To begin, the Journal of Emergency Medicine Australasia reports that the common cyclist injury are extremities injuries with the upper-extremity being the more common limbs. It is often the clavicle (at a 10.7% incidence rate) or the radius (at a 7.2% incidence rate) that is injured or fractured. The second most common injury is the head often with facial fractures (8.8%) or skull fractures (8%). Third is lower extremity injuries with lower leg fractures the most prevalent in this area. The most concerning part of leg fractures, especially if it’s in the femoral area is that it could puncture a major artery and you could literally internally bleed out into your thighs. One of the most noticeable observations from this report is that the majority of cyclist whom are injured are men at over 85% of all reported and documented cases. In most of the collision injuries of cyclists, most cyclists do not collide and get injured from a motor vehicle but rather from hitting stationary objects and falls. However, cyclist who do collide with a motor vehicle of some kind is much more likely to suffer a more severe and life-threatening injury than a cyclist in a non-motor vehicle collision. Now of all the cyclists transported to a hospital or facility for treatment of their injury, especially a trauma 1 center, the vast majority survived at 98%.

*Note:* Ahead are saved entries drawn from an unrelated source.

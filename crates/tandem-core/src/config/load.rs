//! Configuration loading from files and environment (Immutable functional pattern)
//!
//! All operations return new instances rather than mutating in place.

use std::path::{Path, PathBuf};

use super::types::Config;
use crate::{Error, Result};

// ═══════════════════════════════════════════════════════════════════════════
// PUBLIC API
// ═══════════════════════════════════════════════════════════════════════════

/// Load configuration for the current working directory
///
/// # Errors
///
/// Returns error if the working directory is unreadable, a config file is
/// malformed TOML, or the merged values fail validation.
pub fn load_config() -> Result<Config> {
    let root = std::env::current_dir()
        .map_err(|e| Error::Io(format!("Failed to get current directory: {e}")))?;
    load_config_from(&root)
}

/// Load configuration with `root` as the project directory
pub fn load_config_from(root: &Path) -> Result<Config> {
    let config = Config::default();

    let config = match global_config_path() {
        Some(path) if path.is_file() => config.merge(load_toml_file(&path)?),
        _ => config,
    };

    let project_path = project_config_path(root);
    let config = if project_path.is_file() {
        config.merge(load_toml_file(&project_path)?)
    } else {
        config
    };

    let config = config.apply_env_vars()?;
    config.validate()?;
    tracing::debug!(?config, "configuration loaded");
    Ok(config)
}

// ═══════════════════════════════════════════════════════════════════════════
// PATH HELPERS
// ═══════════════════════════════════════════════════════════════════════════

/// Get path to global config file
pub fn global_config_path() -> Option<PathBuf> {
    directories::ProjectDirs::from("", "", "tandem")
        .map(|proj_dirs| proj_dirs.config_dir().join("config.toml"))
}

/// Get path to project config file
pub fn project_config_path(root: &Path) -> PathBuf {
    root.join(".agent").join("tandem.toml")
}

/// Load a TOML file into a partial Config
///
/// # Errors
///
/// Returns error if the path is a directory, cannot be read, or is not
/// valid TOML.
pub fn load_toml_file(path: &Path) -> Result<Config> {
    if path.is_dir() {
        return Err(Error::InvalidConfig(format!(
            "Config path is a directory, not a file: {}",
            path.display()
        )));
    }

    let content = std::fs::read_to_string(path).map_err(|e| Error::io_at(path, &e))?;

    toml::from_str(&content)
        .map_err(|e| Error::Parse(format!("Failed to parse config file {}: {e}", path.display())))
}

// ═══════════════════════════════════════════════════════════════════════════
// ENVIRONMENT VARIABLE OVERRIDES (Immutable pattern)
// ═══════════════════════════════════════════════════════════════════════════

impl Config {
    /// Apply `TANDEM_*` environment overrides
    pub fn apply_env_vars(self) -> Result<Self> {
        self.apply_env_with(|key| std::env::var(key).ok())
    }

    /// Apply overrides from an arbitrary variable lookup
    pub fn apply_env_with(mut self, lookup: impl Fn(&str) -> Option<String>) -> Result<Self> {
        if let Some(value) = lookup("TANDEM_STATE_DIR") {
            self.state_dir = value;
        }

        if let Some(value) = lookup("TANDEM_LOGS_DIR") {
            self.logs_dir = value;
        }

        if let Some(value) = lookup("TANDEM_BACKLOG") {
            self.backlog_candidates = vec![value];
        }

        if let Some(value) = lookup("TANDEM_DEFAULT_AGENT") {
            if value.trim().is_empty() {
                return Err(Error::InvalidConfig(
                    "TANDEM_DEFAULT_AGENT cannot be empty - unset the variable or provide a name"
                        .to_string(),
                ));
            }
            self.default_agent = value;
        }

        if let Some(value) = lookup("TANDEM_LOCK_STALE_AFTER_SECS") {
            self.lock.stale_after_secs = parse_env("TANDEM_LOCK_STALE_AFTER_SECS", &value)?;
        }

        if let Some(value) = lookup("TANDEM_LOCK_POLL_INTERVAL_MS") {
            self.lock.poll_interval_ms = parse_env("TANDEM_LOCK_POLL_INTERVAL_MS", &value)?;
        }

        if let Some(value) = lookup("TANDEM_LOCK_MAX_WAIT_SECS") {
            self.lock.max_wait_secs = parse_env("TANDEM_LOCK_MAX_WAIT_SECS", &value)?;
        }

        if let Some(value) = lookup("TANDEM_OWNERSHIP_POLICY") {
            self.ownership.policy = value.parse().map_err(|_| {
                Error::InvalidConfig(format!(
                    "Invalid TANDEM_OWNERSHIP_POLICY value '{value}' (expected soft or strict)"
                ))
            })?;
        }

        Ok(self)
    }

    /// Reject values that would make the lock or log layers misbehave
    pub fn validate(&self) -> Result<()> {
        if self.default_agent.trim().is_empty() {
            return Err(Error::InvalidConfig("default_agent cannot be empty".into()));
        }
        if self.logs_dir.trim().is_empty() || self.state_dir.trim().is_empty() {
            return Err(Error::InvalidConfig(
                "logs_dir and state_dir cannot be empty".into(),
            ));
        }
        if self.lock.stale_after_secs == 0 {
            return Err(Error::InvalidConfig("lock.stale_after_secs must be > 0".into()));
        }
        if self.lock.max_wait_secs == 0 {
            return Err(Error::InvalidConfig("lock.max_wait_secs must be > 0".into()));
        }
        if self.lock.poll_interval() >= self.lock.max_wait() {
            return Err(Error::InvalidConfig(format!(
                "lock.poll_interval_ms ({}) must be < lock.max_wait_secs ({}s)",
                self.lock.poll_interval_ms, self.lock.max_wait_secs
            )));
        }
        Ok(())
    }
}

fn parse_env<T: std::str::FromStr>(key: &str, value: &str) -> Result<T>
where
    T::Err: std::fmt::Display,
{
    value
        .trim()
        .parse()
        .map_err(|e| Error::InvalidConfig(format!("Invalid {key} value: {e}")))
}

Next, I will go into detail onto some of the injuries cyclist sustain. For an extremity injury, which again is the most common type of injury for cyclists, these include broken bones, sprained joint and bruises. This type of injury usually happen when a cyclist falls or collides with another object. And usually, depending on the injury require physical rehabilitation. Now if you may recall, the majority of cyclist injury are men and another type of injury is of the genitourinary system. Though less prevalent it accounts for approximately 3% of injury. The Injury Journal reported on San Francisco General Hospital that many cyclist admitted for genitourinary injury were for injured kidneys at 75% followed by bladder injury. A complication of injury of a ruptured bladder is its contents will leak into the abdominal cavity and lead to infection and eventual shock and death if left untreated; however, it can take up to a few hours. Chest injury and trauma is too less prevalent, but it can often be fatal, such as rib fractures, punctured lungs, pneumothorax (collapsed lung), or cardiac contusion (punctured heart). As humans, one of our natural responses when we face a threat, or in cyclist or driving, when we see we are about to crash or be crashed into, we inhale deeply then hold our breath. When the collision happens a “paper-bag or balloon effect” occurs in our lungs. To elaborate, the lungs fill with air, you hold your breath so air can’t escape, the impact hits and your chest is compressed and the air pressure basically “pops” your lungs. This is obviously a life-threatening injury. Finally, I will go into head trauma, the injury cyclists all over the world debate and protecting with helmets. Head injuries if of course potentially deadly. But, it is very difficult to detect and can often take time to develop. Some injuries include subdural and epidural hematomas or bleeding in the head, and neurogenic shock or hypotension; this is basically your nerves not sending the signals to keep your blood pressure up and all your cells can’t get oxygen and then die. Of all cyclist related injury or any injury for that matter that involves a collision at a high velocity, it will almost undoubtedly require hospital transport and treatment.
By now I have informed you all of the types of injuries cyclists sustain and their prevalence. I wish to state that cycling injury happen, but it is uncommon they do occur and rarely are they ever fatal. But if you do get injured, get help.